**EXERCISE DETAILS:**
Search the data for the string "Deserialize" and gather each line it is in.

**TASK INPUT:**
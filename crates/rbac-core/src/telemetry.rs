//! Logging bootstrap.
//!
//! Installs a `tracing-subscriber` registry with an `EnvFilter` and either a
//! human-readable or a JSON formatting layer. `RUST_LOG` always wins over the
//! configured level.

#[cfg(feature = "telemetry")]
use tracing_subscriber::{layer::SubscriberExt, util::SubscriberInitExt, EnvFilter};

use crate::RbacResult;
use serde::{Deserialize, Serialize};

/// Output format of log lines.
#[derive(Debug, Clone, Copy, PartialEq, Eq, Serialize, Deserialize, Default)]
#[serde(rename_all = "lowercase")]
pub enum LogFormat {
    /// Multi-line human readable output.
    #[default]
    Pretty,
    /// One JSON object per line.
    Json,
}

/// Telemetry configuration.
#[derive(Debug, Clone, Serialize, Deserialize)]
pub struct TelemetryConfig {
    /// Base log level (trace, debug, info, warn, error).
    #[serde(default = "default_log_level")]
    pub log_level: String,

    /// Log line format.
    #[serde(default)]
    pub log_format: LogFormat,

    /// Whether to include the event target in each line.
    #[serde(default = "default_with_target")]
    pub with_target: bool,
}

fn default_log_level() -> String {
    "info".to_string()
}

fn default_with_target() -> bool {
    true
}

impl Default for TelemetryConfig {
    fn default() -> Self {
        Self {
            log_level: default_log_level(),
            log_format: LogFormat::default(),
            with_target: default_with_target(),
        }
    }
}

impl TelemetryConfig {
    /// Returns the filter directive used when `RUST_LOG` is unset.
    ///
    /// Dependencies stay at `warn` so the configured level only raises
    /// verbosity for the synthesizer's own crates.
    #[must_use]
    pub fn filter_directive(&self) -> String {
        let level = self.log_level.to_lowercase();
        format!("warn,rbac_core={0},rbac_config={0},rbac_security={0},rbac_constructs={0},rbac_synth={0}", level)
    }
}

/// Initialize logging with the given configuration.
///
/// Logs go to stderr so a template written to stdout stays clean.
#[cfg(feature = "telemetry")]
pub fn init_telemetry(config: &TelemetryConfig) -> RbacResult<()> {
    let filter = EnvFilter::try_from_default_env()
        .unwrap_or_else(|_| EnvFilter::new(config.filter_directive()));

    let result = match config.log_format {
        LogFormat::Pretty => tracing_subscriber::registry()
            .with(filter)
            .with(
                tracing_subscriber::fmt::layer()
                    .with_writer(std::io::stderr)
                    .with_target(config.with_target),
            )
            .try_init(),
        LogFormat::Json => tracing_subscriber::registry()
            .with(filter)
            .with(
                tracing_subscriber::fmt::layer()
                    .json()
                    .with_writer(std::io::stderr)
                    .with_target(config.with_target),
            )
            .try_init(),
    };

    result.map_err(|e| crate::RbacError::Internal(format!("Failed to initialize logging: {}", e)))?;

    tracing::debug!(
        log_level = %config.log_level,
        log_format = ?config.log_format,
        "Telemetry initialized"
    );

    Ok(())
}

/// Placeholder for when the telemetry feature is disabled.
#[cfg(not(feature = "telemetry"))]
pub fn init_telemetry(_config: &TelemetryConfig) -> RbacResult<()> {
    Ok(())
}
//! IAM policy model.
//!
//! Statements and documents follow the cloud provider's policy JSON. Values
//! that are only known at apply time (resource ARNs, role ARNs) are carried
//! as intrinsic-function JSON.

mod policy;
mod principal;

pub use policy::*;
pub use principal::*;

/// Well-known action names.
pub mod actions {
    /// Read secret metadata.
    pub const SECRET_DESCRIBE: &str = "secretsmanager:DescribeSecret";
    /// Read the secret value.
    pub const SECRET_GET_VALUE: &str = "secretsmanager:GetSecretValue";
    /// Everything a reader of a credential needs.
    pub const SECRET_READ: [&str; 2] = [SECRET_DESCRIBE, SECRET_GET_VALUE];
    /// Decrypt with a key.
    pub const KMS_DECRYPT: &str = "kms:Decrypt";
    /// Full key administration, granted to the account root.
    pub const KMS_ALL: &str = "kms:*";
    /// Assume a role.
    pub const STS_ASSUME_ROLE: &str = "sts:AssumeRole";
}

**OUTPUT:**
use serde::{Deserialize, Serialize};
#[derive(Debug, Clone, Copy, PartialEq, Eq, Serialize, Deserialize, Default)]
#[derive(Debug, Clone, Serialize, Deserialize)]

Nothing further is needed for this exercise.